P. Bakker and M. Mous (eds), 1994, Mixed Languages. 15 Case Studies in Language Intertwining, Amsterdam, Institute for Functional Research into Language and Language Use, 242 p.
Heine B. et T. Kuteva, 2005, Language contact and grammatical change, Cambridge, Cambridge University Press.
Jacquesson F., 2001, « Pour une linguistique des quasi-déserts », in A.-M. Loffler-Laurian (éd.), Études de linguistique générale et contrastive. Hommage à Jean Perrot, Paris, Centre de Recherches sur les Langues et les Sociétés, pp. 199-216.

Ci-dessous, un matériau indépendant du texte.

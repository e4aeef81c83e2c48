// SPDX-License-Identifier: Apache-2.0
// Copyright Open Network Fabric Authors

//! Canonical routing configuration model

pub mod bfd;
pub mod bgp;
pub mod community;
// SPDX-License-Identifier: Apache-2.0
// Copyright Open Network Fabric Authors

//! Converters from the external (authored) model to the internal (canonical) one

#![allow(clippy::collapsible_if)]

mod fragment;

pub use fragment::*;
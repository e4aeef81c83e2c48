// SPDX-License-Identifier: Apache-2.0
// Copyright Open Network Fabric Authors

//! FRR drivers: the logic to drive FRR.
//! The configuration is rendered as a full FRR config file that an external reloader
//! picks up when signalled.

pub mod reload;
pub mod renderer;
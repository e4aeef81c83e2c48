// SPDX-License-Identifier: Apache-2.0
// Copyright Open Network Fabric Authors

//! Config renderer: prefix list

use crate::frr::renderer::builder::{ConfigBuilder, MARKER, Render};
use crate::models::prefixlist::{
    IpVer, PrefixList, PrefixListAction, PrefixListEntry, PrefixListPrefix, PrefixListTable,
};
use std::fmt::Display;

/* Impl Display */
impl Display for PrefixListPrefix {
    fn fmt(&self, f: &mut std::fmt::Formatter<'_>) -> std::fmt::Result {
        match self {
            PrefixListPrefix::Any => write!(f, "any"),
            PrefixListPrefix::Prefix(prefix) => write!(f, "{prefix}"),
        }
    }
}
impl Display for PrefixListAction {
    fn fmt(&self, f: &mut std::fmt::Formatter<'_>) -> std::fmt::Result {
        match self {
            PrefixListAction::Deny => write!(f, "deny"),
            PrefixListAction::Permit => write!(f, "permit"),
        }
    }
}
impl Display for IpVer {
    fn fmt(&self, f: &mut std::fmt::Formatter<'_>) -> std::fmt::Result {
        match self {
            IpVer::V4 => write!(f, "ip"),
            IpVer::V6 => write!(f, "ipv6"),
        }
    }
}

/* Impl Render */
impl Render for PrefixListEntry {
    type Context = (String, u32); /* u32 is sequence number */
    type Output = String;
    fn render(&self, ctx: &Self::Context) -> String {
        let mut out = format!("{} seq {} {} {}", ctx.0, ctx.1, self.action, self.prefix);
        if let Some(ge) = self.ge {
            out += format!(" ge {ge}").as_str();
        }
        if let Some(le) = self.le {
            out += format!(" le {le}").as_str();
        }
        out
    }
}
impl Render for PrefixList {
    type Context = ();
    type Output = ConfigBuilder;
    fn render(&self, _: &Self::Context) -> ConfigBuilder {
        let mut config = ConfigBuilder::new();
        let pfx = format!("{} prefix-list {}", self.ipver, self.name);
        self.entries
            .iter()
            .for_each(|(seq, e)| config += e.render(&(pfx.clone(), *seq)));
        config
    }
}
impl Render for PrefixListTable {
    type Context = ();
    type Output = ConfigBuilder;
    fn render(&self, _: &Self::Context) -> ConfigBuilder {
        let mut cfg = ConfigBuilder::new();
        self.values().for_each(|plist| cfg += plist.render(&()));
        if !cfg.is_empty() {
            cfg += MARKER;
        }
        cfg
    }
}

#[cfg(test)]
mod tests {
    use super::*;

    #[test]
    fn test_prefix_list_render() {
        let mut plist = PrefixList::new("192.168.1.2-inpl-ipv4", IpVer::V4);
        let mut entry = PrefixListEntry::permit("10.0.0.0/8");
        entry.ge = Some(16);
        entry.le = Some(24);
        plist.add_entry(5, entry).expect("Should succeed");
        plist
            .add_entry(10, PrefixListEntry::permit("192.0.2.0/24"))
            .expect("Should succeed");

        let mut v6 = PrefixList::new("192.168.1.2-inpl-ipv6", IpVer::V6);
        v6.add_entry(5, PrefixListEntry::deny_any())
            .expect("Should succeed");

        let mut table = PrefixListTable::new();
        table.add_prefix_list(v6);
        table.add_prefix_list(plist);
        let expected = "\
ip prefix-list 192.168.1.2-inpl-ipv4 seq 5 permit 10.0.0.0/8 ge 16 le 24
ip prefix-list 192.168.1.2-inpl-ipv4 seq 10 permit 192.0.2.0/24
ipv6 prefix-list 192.168.1.2-inpl-ipv6 seq 5 deny any
!
";
        assert_eq!(table.render(&()).to_string(), expected);
    }
}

—, 2003, Linguistique et génétique : l’avenir d’une collaboration, BSLP, t. XCVIII/1, pp. 101-122.
Matras Y. et J. Sakel (eds.), 2007, Grammatical borrowing in cross-linguistic perspective. Berlin: Mouton de Gruyter.
Mufwene S. S., 2005, Créoles, écologie sociale, évolution linguistique, Paris, L’Harmattan.
Nicolaï R., 2007, « Le contact des langues ; point aveugle du ‘linguistique’ », Journal of Language Contact – THEMA 1, www. jlc-journal.org, pp. 1-11.
Ross M., 2007, « Calquing and Metatypy », Journal of Language Contact – THEMA 1, www. jlc-journal.org, pp. 116-143.
Thomason S.G., 2001, Language contact: An introduction, Washington DC: Georgetown University Press.
Thomason S.G. et T. Kaufman, 1988, Language contact, creolization, and genetic linguistics, Berkeley: University of Chicago Press.